▸ **Task statement**: Among the lines below, list those containing the string "Some".

* * * * * * *

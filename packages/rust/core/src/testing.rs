//! Scripted generator for phase, repair and controller tests.

use std::collections::{HashMap, VecDeque};
use std::future::Future;
use std::sync::Mutex;

use mvpfactory_generation::{Generator, ModelRole};
use mvpfactory_shared::{FactoryError, Result};

/// Replies queued per role. A role with an empty queue answers with its
/// fallback reply when one is set, otherwise with a generation error.
#[derive(Default)]
pub struct ScriptedGenerator {
    queues: Mutex<HashMap<ModelRole, VecDeque<std::result::Result<String, String>>>>,
    fallbacks: HashMap<ModelRole, String>,
    calls: Mutex<Vec<(ModelRole, String)>>,
}

impl ScriptedGenerator {
    pub fn new() -> Self {
        Self::default()
    }

    /// Queue one successful reply for `role`.
    pub fn with(self, role: ModelRole, reply: &str) -> Self {
        self.push(role, Ok(reply.to_string()))
    }

    /// Queue one failed call for `role`.
    pub fn with_failure(self, role: ModelRole, message: &str) -> Self {
        self.push(role, Err(message.to_string()))
    }

    /// Reply used for `role` once its queue is empty.
    pub fn with_fallback(mut self, role: ModelRole, reply: &str) -> Self {
        self.fallbacks.insert(role, reply.to_string());
        self
    }

    fn push(self, role: ModelRole, reply: std::result::Result<String, String>) -> Self {
        if let Ok(mut queues) = self.queues.lock() {
            queues.entry(role).or_default().push_back(reply);
        }
        self
    }

    /// Number of calls made for `role`.
    pub fn calls_for(&self, role: ModelRole) -> usize {
        self.calls
            .lock()
            .map(|calls| calls.iter().filter(|(r, _)| *r == role).count())
            .unwrap_or(0)
    }

    /// Prompts sent for `role`, in order.
    pub fn prompts_for(&self, role: ModelRole) -> Vec<String> {
        self.calls
            .lock()
            .map(|calls| {
                calls
                    .iter()
                    .filter(|(r, _)| *r == role)
                    .map(|(_, p)| p.clone())
                    .collect()
            })
            .unwrap_or_default()
    }

    fn next(&self, role: ModelRole, prompt: &str) -> Result<String> {
        if let Ok(mut calls) = self.calls.lock() {
            calls.push((role, prompt.to_string()));
        }
        let queued = self
            .queues
            .lock()
            .ok()
            .and_then(|mut queues| queues.get_mut(&role).and_then(VecDeque::pop_front));

        match queued {
            Some(Ok(reply)) => Ok(reply),
            Some(Err(message)) => Err(FactoryError::Generation(message)),
            None => self
                .fallbacks
                .get(&role)
                .cloned()
                .ok_or_else(|| FactoryError::Generation(format!("no scripted reply for {role}"))),
        }
    }
}

impl Generator for ScriptedGenerator {
    fn generate(
        &self,
        role: ModelRole,
        prompt: &str,
    ) -> impl Future<Output = Result<String>> + Send {
        std::future::ready(self.next(role, prompt))
    }
}
//! On-disk persistence for generated project trees.
//!
//! [`ArtifactStore`] loads a project directory into an [`ArtifactSet`] and
//! writes one back. It also owns the `.factory_meta.json` sidecar that lets
//! an upgrade run reconstruct what the file tree alone cannot tell it.

use std::collections::BTreeSet;
use std::path::{Path, PathBuf};

use tracing::{debug, info, instrument, warn};

use mvpfactory_shared::{
    ArtifactSet, FactoryError, META_FILE_NAME, ProjectMeta, Result, normalize_path,
};

/// Directory names never descended into when loading a tree.
pub const DEFAULT_SKIP_DIRS: &[&str] = &[
    ".git",
    "node_modules",
    "__pycache__",
    ".venv",
    "venv",
    "env",
    ".mypy_cache",
    ".pytest_cache",
    "dist",
    "build",
];

/// Outcome of a [`ArtifactStore::save`] call.
#[derive(Debug, Default, Clone, PartialEq, Eq)]
pub struct SaveSummary {
    /// Paths whose bytes changed (or were created).
    pub written: Vec<String>,
    /// Paths already identical on disk.
    pub unchanged: usize,
}

/// Loads and saves project trees.
#[derive(Debug, Clone)]
pub struct ArtifactStore {
    skip_dirs: BTreeSet<String>,
}

impl Default for ArtifactStore {
    fn default() -> Self {
        Self::new(std::iter::empty::<String>())
    }
}

impl ArtifactStore {
    /// Build a store that skips the default denylist plus `extra_skip_dirs`.
    pub fn new<I, S>(extra_skip_dirs: I) -> Self
    where
        I: IntoIterator<Item = S>,
        S: Into<String>,
    {
        let mut skip_dirs: BTreeSet<String> =
            DEFAULT_SKIP_DIRS.iter().map(|s| (*s).to_string()).collect();
        skip_dirs.extend(extra_skip_dirs.into_iter().map(Into::into));
        Self { skip_dirs }
    }

    /// Read every text file under `root` into an [`ArtifactSet`].
    ///
    /// Skipped directories and the sidecar file are excluded. Files that are
    /// not valid UTF-8 are treated as binary and left out. A missing root
    /// yields an empty set.
    #[instrument(skip_all, fields(root = %root.display()))]
    pub fn load(&self, root: &Path) -> Result<ArtifactSet> {
        let mut set = ArtifactSet::new();
        if !root.is_dir() {
            debug!("project directory does not exist, nothing to load");
            return Ok(set);
        }

        let mut pending = vec![root.to_path_buf()];
        while let Some(dir) = pending.pop() {
            let entries = std::fs::read_dir(&dir).map_err(|e| FactoryError::io(&dir, e))?;
            for entry in entries {
                let entry = entry.map_err(|e| FactoryError::io(&dir, e))?;
                let path = entry.path();
                let file_type = entry.file_type().map_err(|e| FactoryError::io(&path, e))?;
                let name = entry.file_name().to_string_lossy().into_owned();

                if file_type.is_dir() {
                    if !self.skip_dirs.contains(&name) {
                        pending.push(path);
                    }
                    continue;
                }
                if !file_type.is_file() || name == META_FILE_NAME {
                    continue;
                }

                let bytes = std::fs::read(&path).map_err(|e| FactoryError::io(&path, e))?;
                let Ok(content) = String::from_utf8(bytes) else {
                    debug!(path = %path.display(), "skipping binary file");
                    continue;
                };

                let rel = relative_key(root, &path)?;
                set.insert(&rel, content)?;
            }
        }

        info!(files = set.len(), "loaded project tree");
        Ok(set)
    }

    /// Write every entry of `artifacts` under `root`, creating parent
    /// directories. Files whose bytes already match are left untouched.
    #[instrument(skip_all, fields(root = %root.display(), files = artifacts.len()))]
    pub fn save(&self, root: &Path, artifacts: &ArtifactSet) -> Result<SaveSummary> {
        std::fs::create_dir_all(root).map_err(|e| FactoryError::io(root, e))?;

        let mut summary = SaveSummary::default();
        for (rel, content) in artifacts.iter() {
            if write_if_changed(root, rel, content)? {
                summary.written.push(rel.to_string());
            } else {
                summary.unchanged += 1;
            }
        }

        info!(
            written = summary.written.len(),
            unchanged = summary.unchanged,
            "saved project tree"
        );
        Ok(summary)
    }

    /// Write a single entry, used by fixers that update store and disk together.
    pub fn write_one(&self, root: &Path, rel: &str, content: &str) -> Result<()> {
        let rel = normalize_path(rel)?;
        write_if_changed(root, &rel, content)?;
        Ok(())
    }

    /// Read the sidecar metadata, or `None` when the project has none.
    pub fn read_meta(&self, root: &Path) -> Result<Option<ProjectMeta>> {
        let path = root.join(META_FILE_NAME);
        if !path.exists() {
            return Ok(None);
        }

        let raw = std::fs::read_to_string(&path).map_err(|e| FactoryError::io(&path, e))?;
        match serde_json::from_str(&raw) {
            Ok(meta) => Ok(Some(meta)),
            Err(e) => {
                warn!(path = %path.display(), error = %e, "ignoring unreadable project metadata");
                Ok(None)
            }
        }
    }

    /// Write the sidecar metadata atomically (temp file, then rename).
    pub fn write_meta(&self, root: &Path, meta: &ProjectMeta) -> Result<PathBuf> {
        std::fs::create_dir_all(root).map_err(|e| FactoryError::io(root, e))?;

        let json = serde_json::to_string_pretty(meta).map_err(|e| {
            FactoryError::validation(format!("metadata serialization failed: {e}"))
        })?;

        let target = root.join(META_FILE_NAME);
        let temp = root.join(format!("{META_FILE_NAME}.tmp"));
        std::fs::write(&temp, json).map_err(|e| FactoryError::io(&temp, e))?;
        std::fs::rename(&temp, &target).map_err(|e| FactoryError::io(&target, e))?;

        debug!(path = %target.display(), digest = %meta.artifact_digest, "wrote project metadata");
        Ok(target)
    }
}

/// Returns `true` when the file was (re)written.
fn write_if_changed(root: &Path, rel: &str, content: &str) -> Result<bool> {
    let target = root.join(rel);

    if let Ok(existing) = std::fs::read(&target) {
        if existing == content.as_bytes() {
            return Ok(false);
        }
    }

    if let Some(parent) = target.parent() {
        std::fs::create_dir_all(parent).map_err(|e| FactoryError::io(parent, e))?;
    }
    std::fs::write(&target, content).map_err(|e| FactoryError::io(&target, e))?;
    debug!(path = %rel, size = content.len(), "wrote artifact");
    Ok(true)
}

fn relative_key(root: &Path, path: &Path) -> Result<String> {
    let rel = path.strip_prefix(root).map_err(|_| {
        FactoryError::validation(format!(
            "{} is not inside {}",
            path.display(),
            root.display()
        ))
    })?;
    normalize_path(&rel.to_string_lossy())
}

// ---------------------------------------------------------------------------
// Tests
// ---------------------------------------------------------------------------
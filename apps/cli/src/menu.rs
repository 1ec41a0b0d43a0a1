//! Interactive menu shown when no subcommand is given.

use std::io::{BufRead, Write};

use chrono::Local;
use color_eyre::eyre::{Result, eyre};

use mvpfactory_shared::AppConfig;
use mvpfactory_storage::ActiveCheckpoint;

use crate::commands;

#[derive(Debug, Clone, Copy, PartialEq, Eq)]
enum Choice {
    Resume,
    NewBuild,
    Upgrade,
    Restart,
    Quit,
}

pub(crate) async fn run(config: &AppConfig) -> Result<()> {
    let active = commands::checkpoint_manager(config).list_active()?;

    println!("{}", "=".repeat(60));
    println!("MVP Factory: idea to MVP pipeline");
    println!("{}", "=".repeat(60));

    let mut options = Vec::new();
    if !active.is_empty() {
        println!();
        println!("Unfinished runs:");
        for line in checkpoint_lines(&active) {
            println!("{line}");
        }
        options.push((Choice::Resume, "Resume an unfinished run"));
    }
    options.push((Choice::NewBuild, "New build"));
    options.push((Choice::Upgrade, "Upgrade an existing project"));
    if !active.is_empty() {
        options.push((Choice::Restart, "Delete a checkpoint and start over"));
    }
    options.push((Choice::Quit, "Quit"));

    println!();
    for (index, (_, label)) in options.iter().enumerate() {
        println!("  {}. {label}", index + 1);
    }

    let picked = ask("Choose")?;
    let choice = picked
        .parse::<usize>()
        .ok()
        .and_then(|n| n.checked_sub(1))
        .and_then(|i| options.get(i))
        .map(|(choice, _)| *choice)
        .ok_or_else(|| eyre!("'{picked}' is not one of the listed options"))?;

    match choice {
        Choice::Resume => {
            let checkpoint = pick_checkpoint(active)?;
            commands::resume_checkpoint(config, checkpoint).await
        }
        Choice::NewBuild => {
            let idea = ask("Idea to build")?;
            commands::cmd_new(config, &idea).await
        }
        Choice::Upgrade => {
            let project = ask("Project name (directory under the output root)")?;
            let request = ask("What should be added or changed")?;
            commands::cmd_upgrade(config, &project, &request).await
        }
        Choice::Restart => {
            let checkpoint = pick_checkpoint(active)?;
            commands::restart_checkpoint(config, checkpoint).await
        }
        Choice::Quit => Ok(()),
    }
}

/// One numbered line per checkpoint.
pub(crate) fn checkpoint_lines(active: &[ActiveCheckpoint]) -> Vec<String> {
    active
        .iter()
        .enumerate()
        .map(|(index, checkpoint)| {
            let phase = checkpoint.record.phase_completed;
            format!(
                "  [{}] {:<24} {:<14} {}  ({})",
                index + 1,
                checkpoint.handle.identity(),
                phase.label(),
                checkpoint
                    .record
                    .timestamp
                    .with_timezone(&Local)
                    .format("%Y-%m-%d %H:%M"),
                phase.resume_hint()
            )
        })
        .collect()
}

fn pick_checkpoint(mut active: Vec<ActiveCheckpoint>) -> Result<ActiveCheckpoint> {
    if active.len() == 1 {
        return Ok(active.remove(0));
    }
    let picked = ask(&format!("Checkpoint number (1-{})", active.len()))?;
    let index = picked
        .parse::<usize>()
        .ok()
        .and_then(|n| n.checked_sub(1))
        .filter(|i| *i < active.len())
        .ok_or_else(|| eyre!("'{picked}' is not a listed checkpoint"))?;
    Ok(active.swap_remove(index))
}

/// Prompt on stdout and read one trimmed line from stdin.
pub(crate) fn ask(prompt: &str) -> Result<String> {
    print!("{prompt}: ");
    std::io::stdout().flush()?;

    let mut line = String::new();
    let read = std::io::stdin().lock().read_line(&mut line)?;
    if read == 0 {
        return Err(eyre!("no input (stdin closed)"));
    }
    Ok(line.trim().to_string())
}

* * * * * * *

▸ **The completed task**:
            Some(Ok(reply)) => Ok(reply),
            Some(Err(message)) => Err(FactoryError::Generation(message)),
        while let Some(dir) = pending.pop() {
            Ok(meta) => Ok(Some(meta)),
    if let Some(parent) = target.parent() {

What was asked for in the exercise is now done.